INSTRUCTIONS FOR THE TASK: Return the lines below that contain the word "bool".

DATA SHOWN:
--------------------

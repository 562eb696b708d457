use crate::error::GraphError;
use rand::Rng;
use rand::seq::SliceRandom;
use serde::{Deserialize, Serialize};

/// Dense vertex identifier in `[0, vertex_count)`.
pub type Vertex = usize;

#[derive(Debug, Clone, Copy, PartialEq, Eq, Default, Serialize, Deserialize)]
#[serde(rename_all = "lowercase")]
pub enum Directedness {
    #[default]
    Undirected,
    Directed,
}

/// Adjacency-list graph. Undirected graphs store every edge in both
/// endpoint lists; directed graphs store it once, at the source.
#[derive(Debug, Clone, Default, PartialEq, Eq)]
pub struct Graph {
    adjacency: Vec<Vec<Vertex>>,
    directedness: Directedness,
}

impl Graph {
    pub fn undirected() -> Self {
        Self::with_vertices(0, Directedness::Undirected)
    }

    pub fn directed() -> Self {
        Self::with_vertices(0, Directedness::Directed)
    }

    pub fn with_vertices(vertex_count: usize, directedness: Directedness) -> Self {
        Self {
            adjacency: vec![Vec::new(); vertex_count],
            directedness,
        }
    }

    pub fn directedness(&self) -> Directedness {
        self.directedness
    }

    pub fn is_directed(&self) -> bool {
        self.directedness == Directedness::Directed
    }

    /// Grows or shrinks the vertex set. Shrinking drops every edge that
    /// touches a removed vertex.
    pub fn set_vertex_count(&mut self, vertex_count: usize) {
        if vertex_count < self.adjacency.len() {
            self.adjacency.truncate(vertex_count);
            for neighbors in &mut self.adjacency {
                neighbors.retain(|&neighbor| neighbor < vertex_count);
            }
        } else {
            self.adjacency.resize_with(vertex_count, Vec::new);
        }
    }

    pub fn vertex_count(&self) -> usize {
        self.adjacency.len()
    }

    pub fn edge_count(&self) -> usize {
        let stored: usize = self.adjacency.iter().map(Vec::len).sum();
        match self.directedness {
            Directedness::Directed => stored,
            Directedness::Undirected => stored / 2,
        }
    }

    pub fn add_edge(&mut self, from: Vertex, to: Vertex) -> Result<(), GraphError> {
        self.check_vertex(from)?;
        self.check_vertex(to)?;

        self.adjacency[from].push(to);
        if self.directedness == Directedness::Undirected {
            self.adjacency[to].push(from);
        }
        Ok(())
    }

    pub fn has_edge(&self, from: Vertex, to: Vertex) -> bool {
        self.adjacency
            .get(from)
            .is_some_and(|neighbors| neighbors.contains(&to))
    }

    /// Neighbors of `vertex` in adjacency order; empty for unknown vertices.
    pub fn neighbors(&self, vertex: Vertex) -> &[Vertex] {
        self.adjacency
            .get(vertex)
            .map(Vec::as_slice)
            .unwrap_or(&[])
    }

    pub fn out_degree(&self, vertex: Vertex) -> usize {
        self.neighbors(vertex).len()
    }

    pub fn in_degree(&self, vertex: Vertex) -> usize {
        match self.directedness {
            Directedness::Undirected => self.out_degree(vertex),
            Directedness::Directed => self
                .adjacency
                .iter()
                .flatten()
                .filter(|&&neighbor| neighbor == vertex)
                .count(),
        }
    }

    pub fn clear(&mut self) {
        self.adjacency.clear();
    }

    /// Randomizes the order of every adjacency list independently. Vertex
    /// ids and the edge set are unchanged.
    pub fn shuffle<R: Rng + ?Sized>(&mut self, rng: &mut R) {
        for neighbors in &mut self.adjacency {
            neighbors.shuffle(rng);
        }
    }

    /// Graph with every edge reversed. An undirected graph is its own
    /// reversal.
    pub fn reversed(&self) -> Graph {
        if self.directedness == Directedness::Undirected {
            return self.clone();
        }

        let mut reversed = Graph::with_vertices(self.vertex_count(), Directedness::Directed);
        for (from, neighbors) in self.adjacency.iter().enumerate() {
            for &to in neighbors {
                reversed.adjacency[to].push(from);
            }
        }
        reversed
    }

    fn check_vertex(&self, vertex: Vertex) -> Result<(), GraphError> {
        if vertex < self.vertex_count() {
            Ok(())
        } else {
            Err(GraphError::VertexOutOfRange {
                vertex,
                count: self.vertex_count(),
            })
        }
    }
}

--------------------

EXERCISE ANSWER:
    pub fn is_directed(&self) -> bool {
    pub fn has_edge(&self, from: Vertex, to: Vertex) -> bool {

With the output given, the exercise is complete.